**What is being asked:** Within the following material, tally each line that contains the string "tracing". Give the tally only.

++++++++++

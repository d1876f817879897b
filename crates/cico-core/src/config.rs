use std::{env, path::PathBuf, time::Duration};

use crate::{domain::UserId, errors::Error, Result};

/// Typed configuration for the bot.
#[derive(Clone, Debug)]
pub struct Config {
    // Core
    pub bot_token: String,
    pub portal_base_url: String,
    pub store_path: PathBuf,
    pub allowed_users: Vec<i64>,

    // Network
    pub http_timeout: Duration,

    // Bulk export
    pub export_delay: Duration,
    pub export_progress_every: usize,
    pub send_max_attempts: u32,
}

impl Config {
    pub fn load() -> Result<Self> {
        // A missing .env is fine; real env vars always win.
        let _ = dotenvy::dotenv();

        let bot_token = env_str("BOT_TOKEN").and_then(non_empty).ok_or_else(|| {
            Error::Config("BOT_TOKEN environment variable is required".to_string())
        })?;
        let portal_base_url = env_str("BASE_URL")
            .and_then(non_empty)
            .map(|s| s.trim_end_matches('/').to_string())
            .ok_or_else(|| Error::Config("BASE_URL environment variable is required".to_string()))?;

        let store_path = PathBuf::from(env_str("DB_PATH").unwrap_or("database.json".to_string()));
        let allowed_users = parse_csv_i64(env_str("ALLOWED_USERS"));

        let http_timeout = Duration::from_millis(env_u64("HTTP_TIMEOUT_MS").unwrap_or(15_000));

        let export_delay = Duration::from_millis(env_u64("EXPORT_DELAY_MS").unwrap_or(1_000));
        let export_progress_every = env_usize("EXPORT_PROGRESS_EVERY").unwrap_or(5).max(1);
        let send_max_attempts = env_u32("SEND_MAX_ATTEMPTS").unwrap_or(3).max(1);

        Ok(Self {
            bot_token,
            portal_base_url,
            store_path,
            allowed_users,
            http_timeout,
            export_delay,
            export_progress_every,
            send_max_attempts,
        })
    }

    /// An empty allow-list leaves the bot open to everyone.
    pub fn is_user_allowed(&self, user_id: Option<UserId>) -> bool {
        let Some(user_id) = user_id else {
            return false;
        };
        self.allowed_users.is_empty() || self.allowed_users.contains(&user_id.0)
    }
}

fn env_str(key: &str) -> Option<String> {
    env::var(key).ok()
}

fn env_u64(key: &str) -> Option<u64> {
    env_str(key).and_then(|s| s.trim().parse::<u64>().ok())
}

fn env_u32(key: &str) -> Option<u32> {
    env_str(key).and_then(|s| s.trim().parse::<u32>().ok())
}

fn env_usize(key: &str) -> Option<usize> {
    env_str(key).and_then(|s| s.trim().parse::<usize>().ok())
}

fn parse_csv_i64(v: Option<String>) -> Vec<i64> {
    v.unwrap_or_default()
        .split(',')
        .map(|s| s.trim())
        .filter(|s| !s.is_empty())
        .filter_map(|s| s.parse::<i64>().ok())
        .collect()
}

fn non_empty(s: String) -> Option<String> {
    if s.trim().is_empty() {
        None
    } else {
        Some(s)
    }
}
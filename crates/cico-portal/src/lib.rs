//! Attendance portal adapter (HTTP).
//!
//! Implements the `cico-core` `AttendancePort` over the portal's student endpoints.

use std::time::Duration;

use async_trait::async_trait;
use chrono::{Days, Local, NaiveDate};
use reqwest::StatusCode;
use serde_json::Value;
use tracing::{debug, warn};

use cico_core::{
    errors::Error,
    ports::AttendancePort,
    records::{AttendanceRecord, StudentProfile},
    Result,
};

const LOGIN_PATH: &str = "/student/studentLoginApi-web";
const HISTORY_PATH: &str = "/student/getStudentCheckInCheckOutHistory";
const PROFILE_PATH: &str = "/student/v1/getCurrentStudent";

#[derive(Clone, Debug)]
pub struct PortalClient {
    base_url: String,
    http: reqwest::Client,
}

impl PortalClient {
    pub fn new(base_url: impl Into<String>, timeout: Duration) -> Result<Self> {
        let http = reqwest::Client::builder()
            .timeout(timeout)
            .build()
            .map_err(|e| Error::Config(format!("portal http client: {e}")))?;
        Ok(Self {
            base_url: base_url.into().trim_end_matches('/').to_string(),
            http,
        })
    }

    fn url(&self, path: &str) -> String {
        format!("{}{path}", self.base_url)
    }

    async fn get_json(&self, path: &str, token: &str, query: &[(&str, String)]) -> Result<Value> {
        let resp = self
            .http
            .get(self.url(path))
            .header(reqwest::header::AUTHORIZATION, token)
            .query(query)
            .send()
            .await
            .map_err(|e| Error::Portal(format!("request error: {e}")))?;

        if resp.status() == StatusCode::UNAUTHORIZED {
            return Err(Error::AuthExpired);
        }
        if !resp.status().is_success() {
            return Err(status_error(resp).await);
        }

        resp.json()
            .await
            .map_err(|e| Error::Portal(format!("json error: {e}")))
    }
}

async fn status_error(resp: reqwest::Response) -> Error {
    let status = resp.status();
    let body = resp.text().await.unwrap_or_default();
    Error::Portal(format!(
        "{status} {}",
        body.chars().take(200).collect::<String>()
    ))
}

/// Size of the history window requested for a given record limit.
pub fn history_window_days(limit: u32) -> u64 {
    if limit > 365 {
        3650
    } else if limit > 30 {
        365
    } else {
        30
    }
}

fn history_range(limit: u32, today: NaiveDate) -> (NaiveDate, NaiveDate) {
    let start = today
        .checked_sub_days(Days::new(history_window_days(limit)))
        .unwrap_or(NaiveDate::MIN);
    (start, today)
}

fn parse_login(v: &Value) -> Result<String> {
    let token = v
        .get("data")
        .and_then(|d| d.get("AccessToken"))
        .and_then(|t| t.as_str())
        .filter(|t| !t.is_empty());

    match (v.get("success").and_then(|s| s.as_bool()), token) {
        (Some(true), Some(token)) => Ok(token.to_string()),
        _ => {
            let msg = v
                .get("message")
                .and_then(|m| m.as_str())
                .unwrap_or("Invalid response");
            Err(Error::Portal(format!("login failed: {msg}")))
        }
    }
}

fn parse_attendance(v: &Value) -> Vec<AttendanceRecord> {
    let Some(items) = v
        .get("response")
        .and_then(|r| r.get("attendance"))
        .and_then(|a| a.as_array())
    else {
        return Vec::new();
    };

    items
        .iter()
        .filter_map(|item| match serde_json::from_value(item.clone()) {
            Ok(rec) => Some(rec),
            Err(e) => {
                warn!(error = %e, "skipping malformed attendance entry");
                None
            }
        })
        .collect()
}

#[async_trait]
impl AttendancePort for PortalClient {
    async fn login(&self, email: &str, password: &str) -> Result<String> {
        debug!("portal login");
        let resp = self
            .http
            .post(self.url(LOGIN_PATH))
            .query(&[("email", email), ("password", password)])
            .send()
            .await
            // The request URL carries the credentials.
            .map_err(|e| Error::Portal(format!("request error: {}", e.without_url())))?;

        if resp.status() == StatusCode::UNAUTHORIZED {
            return Err(Error::InvalidCredentials);
        }
        if !resp.status().is_success() {
            return Err(status_error(resp).await);
        }

        let v: Value = resp
            .json()
            .await
            .map_err(|e| Error::Portal(format!("json error: {e}")))?;
        parse_login(&v)
    }

    async fn attendance(&self, token: &str, limit: u32) -> Result<Vec<AttendanceRecord>> {
        let (start, end) = history_range(limit, Local::now().date_naive());
        debug!(%start, %end, limit, "fetching attendance");

        let query = [
            ("startDate", start.format("%Y-%m-%d").to_string()),
            ("endDate", end.format("%Y-%m-%d").to_string()),
            ("limit", limit.to_string()),
            ("offset", "0".to_string()),
            ("type", "All".to_string()),
        ];
        let v = self.get_json(HISTORY_PATH, token, &query).await?;
        Ok(parse_attendance(&v))
    }

    async fn profile(&self, token: &str) -> Result<StudentProfile> {
        let v = self.get_json(PROFILE_PATH, token, &[]).await?;
        if v.is_null() {
            return Err(Error::Portal("empty profile response".to_string()));
        }
        Ok(serde_json::from_value(v)?)
    }
}
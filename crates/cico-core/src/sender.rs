//! Single-payload delivery with bounded retry on provider throttling.

use std::{sync::Arc, time::Duration};

use tokio::time::sleep;
use tracing::{info, warn};

use crate::{
    domain::{Destination, MessageRef},
    errors::Error,
    formatting::strip_markdown_v2,
    messaging::{
        port::MessagingPort,
        types::{Media, ParseMode},
    },
};

#[derive(Clone, Copy, Debug)]
pub struct RetryPolicy {
    /// Total attempts per payload, first try included.
    pub max_attempts: u32,
    /// Added on top of the provider's suggested wait.
    pub padding: Duration,
    /// Used when a throttling signal carries no suggested wait.
    pub default_wait: Duration,
}

impl Default for RetryPolicy {
    fn default() -> Self {
        Self {
            max_attempts: 3,
            padding: Duration::from_secs(1),
            default_wait: Duration::from_secs(10),
        }
    }
}

#[derive(Clone, Debug)]
pub enum Payload {
    Photo {
        media: Media,
        caption: Option<String>,
    },
    Text {
        body: String,
        mode: ParseMode,
    },
}

impl Payload {
    fn kind(&self) -> &'static str {
        match self {
            Payload::Photo { .. } => "photo",
            Payload::Text { .. } => "text",
        }
    }
}

#[derive(Debug, thiserror::Error)]
pub enum SendError {
    /// Still throttled after every attempt. The payload is dropped; the caller moves on.
    #[error("rate limit exceeded after {attempts} attempts")]
    RateLimitExceeded { attempts: u32 },

    /// The provider refused this payload (and its plain-text fallback, for text).
    #[error("delivery failed: {0}")]
    DeliveryFailed(String),

    /// Non-retryable transport failure.
    #[error(transparent)]
    Transport(Error),
}

impl SendError {
    /// Whether the failure is confined to the one payload.
    pub fn is_per_payload(&self) -> bool {
        !matches!(self, SendError::Transport(_))
    }
}

impl From<SendError> for Error {
    fn from(e: SendError) -> Self {
        match e {
            SendError::Transport(inner) => inner,
            other => Error::Rejected(other.to_string()),
        }
    }
}

pub struct RateLimitedSender {
    messenger: Arc<dyn MessagingPort>,
    policy: RetryPolicy,
}

impl RateLimitedSender {
    pub fn new(messenger: Arc<dyn MessagingPort>, policy: RetryPolicy) -> Self {
        Self { messenger, policy }
    }

    pub async fn send(
        &self,
        dest: &Destination,
        payload: &Payload,
    ) -> Result<MessageRef, SendError> {
        let max_attempts = self.policy.max_attempts.max(1);
        let mut attempt = 0u32;

        loop {
            attempt += 1;
            let err = match self.attempt(dest, payload).await {
                Ok(msg) => return Ok(msg),
                Err(e) => e,
            };

            match err {
                Error::RateLimited { retry_after } => {
                    if attempt >= max_attempts {
                        warn!(%dest, kind = payload.kind(), attempt, "still throttled, dropping payload");
                        return Err(SendError::RateLimitExceeded { attempts: attempt });
                    }
                    let wait = retry_after.unwrap_or(self.policy.default_wait) + self.policy.padding;
                    info!(%dest, kind = payload.kind(), attempt, wait_secs = wait.as_secs_f64(), "throttled, backing off");
                    sleep(wait).await;
                }
                Error::Markup(reason) => return self.send_plain_fallback(dest, payload, reason).await,
                Error::Rejected(reason) => {
                    warn!(%dest, kind = payload.kind(), %reason, "payload rejected");
                    return Err(SendError::DeliveryFailed(reason));
                }
                other => return Err(SendError::Transport(other)),
            }
        }
    }

    async fn attempt(&self, dest: &Destination, payload: &Payload) -> crate::Result<MessageRef> {
        match payload {
            Payload::Photo { media, caption } => {
                self.messenger
                    .send_photo(dest, media, caption.as_deref(), ParseMode::Plain)
                    .await
            }
            Payload::Text { body, mode } => self.messenger.send_text(dest, body, *mode).await,
        }
    }

    /// One plain-text retry after a markup rejection; any failure here drops the payload.
    async fn send_plain_fallback(
        &self,
        dest: &Destination,
        payload: &Payload,
        reason: String,
    ) -> Result<MessageRef, SendError> {
        let Payload::Text { body, .. } = payload else {
            return Err(SendError::DeliveryFailed(reason));
        };

        warn!(%dest, %reason, "markup rejected, falling back to plain text");
        let plain = strip_markdown_v2(body);
        self.messenger
            .send_text(dest, &plain, ParseMode::Plain)
            .await
            .map_err(|e| SendError::DeliveryFailed(e.to_string()))
    }
}

#[cfg(test)]
mod tests {
    use super::*;
    use crate::domain::ChatId;
    use crate::messaging::fake::{Fail, FakeMessenger, Sent};
    use tokio::time::Instant;

    fn setup() -> (Arc<FakeMessenger>, RateLimitedSender) {
        let fake = Arc::new(FakeMessenger::default());
        let sender = RateLimitedSender::new(fake.clone(), RetryPolicy::default());
        (fake, sender)
    }

    fn text(body: &str) -> Payload {
        Payload::Text {
            body: body.to_string(),
            mode: ParseMode::MarkdownV2,
        }
    }

    const DEST: Destination = Destination::Chat(ChatId(10));

    #[tokio::test(start_paused = true)]
    async fn retries_after_throttle_with_padding() {
        let (fake, sender) = setup();
        fake.script([Some(Fail::RateLimited(Some(Duration::from_secs(2)))), None]);

        let started = Instant::now();
        sender.send(&DEST, &text("hi")).await.unwrap();

        assert!(started.elapsed() >= Duration::from_secs(3));
        assert_eq!(fake.attempts(), 2);
        assert_eq!(fake.texts(), vec!["hi".to_string()]);
    }

    #[tokio::test(start_paused = true)]
    async fn gives_up_after_three_throttles() {
        let (fake, sender) = setup();
        fake.script([
            Some(Fail::RateLimited(Some(Duration::from_secs(1)))),
            Some(Fail::RateLimited(None)),
            Some(Fail::RateLimited(Some(Duration::from_secs(1)))),
        ]);

        let started = Instant::now();
        let err = sender.send(&DEST, &text("hi")).await.unwrap_err();

        assert!(matches!(err, SendError::RateLimitExceeded { attempts: 3 }));
        assert!(err.is_per_payload());
        assert_eq!(fake.attempts(), 3);
        // 1+1 for the first back-off, 10+1 default for the second, none after the last.
        assert!(started.elapsed() >= Duration::from_secs(13));
        assert!(fake.sent().is_empty());
    }

    #[tokio::test]
    async fn markup_rejection_falls_back_to_plain_text_once() {
        let (fake, sender) = setup();
        fake.script([Some(Fail::Markup), None]);

        sender
            .send(&DEST, &text(">⏰ *Check\\-In:* 09\\.00"))
            .await
            .unwrap();

        assert_eq!(
            fake.sent(),
            vec![Sent::Text {
                dest: DEST,
                text: "⏰ Check-In: 09.00".to_string(),
                mode: ParseMode::Plain,
            }]
        );
    }

    #[tokio::test]
    async fn failed_fallback_is_delivery_failure() {
        let (fake, sender) = setup();
        fake.script([Some(Fail::Markup), Some(Fail::Transport)]);

        let err = sender.send(&DEST, &text("x")).await.unwrap_err();
        assert!(matches!(err, SendError::DeliveryFailed(_)));
        assert_eq!(fake.attempts(), 2);
    }

    #[tokio::test]
    async fn rejected_photo_is_per_payload() {
        let (fake, sender) = setup();
        fake.script([Some(Fail::Rejected)]);

        let photo = Payload::Photo {
            media: Media::Url("https://img.test/a.jpg".to_string()),
            caption: Some("Check-In Image".to_string()),
        };
        let err = sender.send(&DEST, &photo).await.unwrap_err();
        assert!(matches!(err, SendError::DeliveryFailed(_)));
        assert_eq!(fake.attempts(), 1);
    }

    #[tokio::test]
    async fn transport_errors_are_not_retried() {
        let (fake, sender) = setup();
        fake.script([Some(Fail::Transport)]);

        let err = sender.send(&DEST, &text("x")).await.unwrap_err();
        assert!(matches!(err, SendError::Transport(Error::Transport(_))));
        assert!(!err.is_per_payload());
        assert_eq!(fake.attempts(), 1);
    }
}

++++++++++

**Solution to the problem:** 2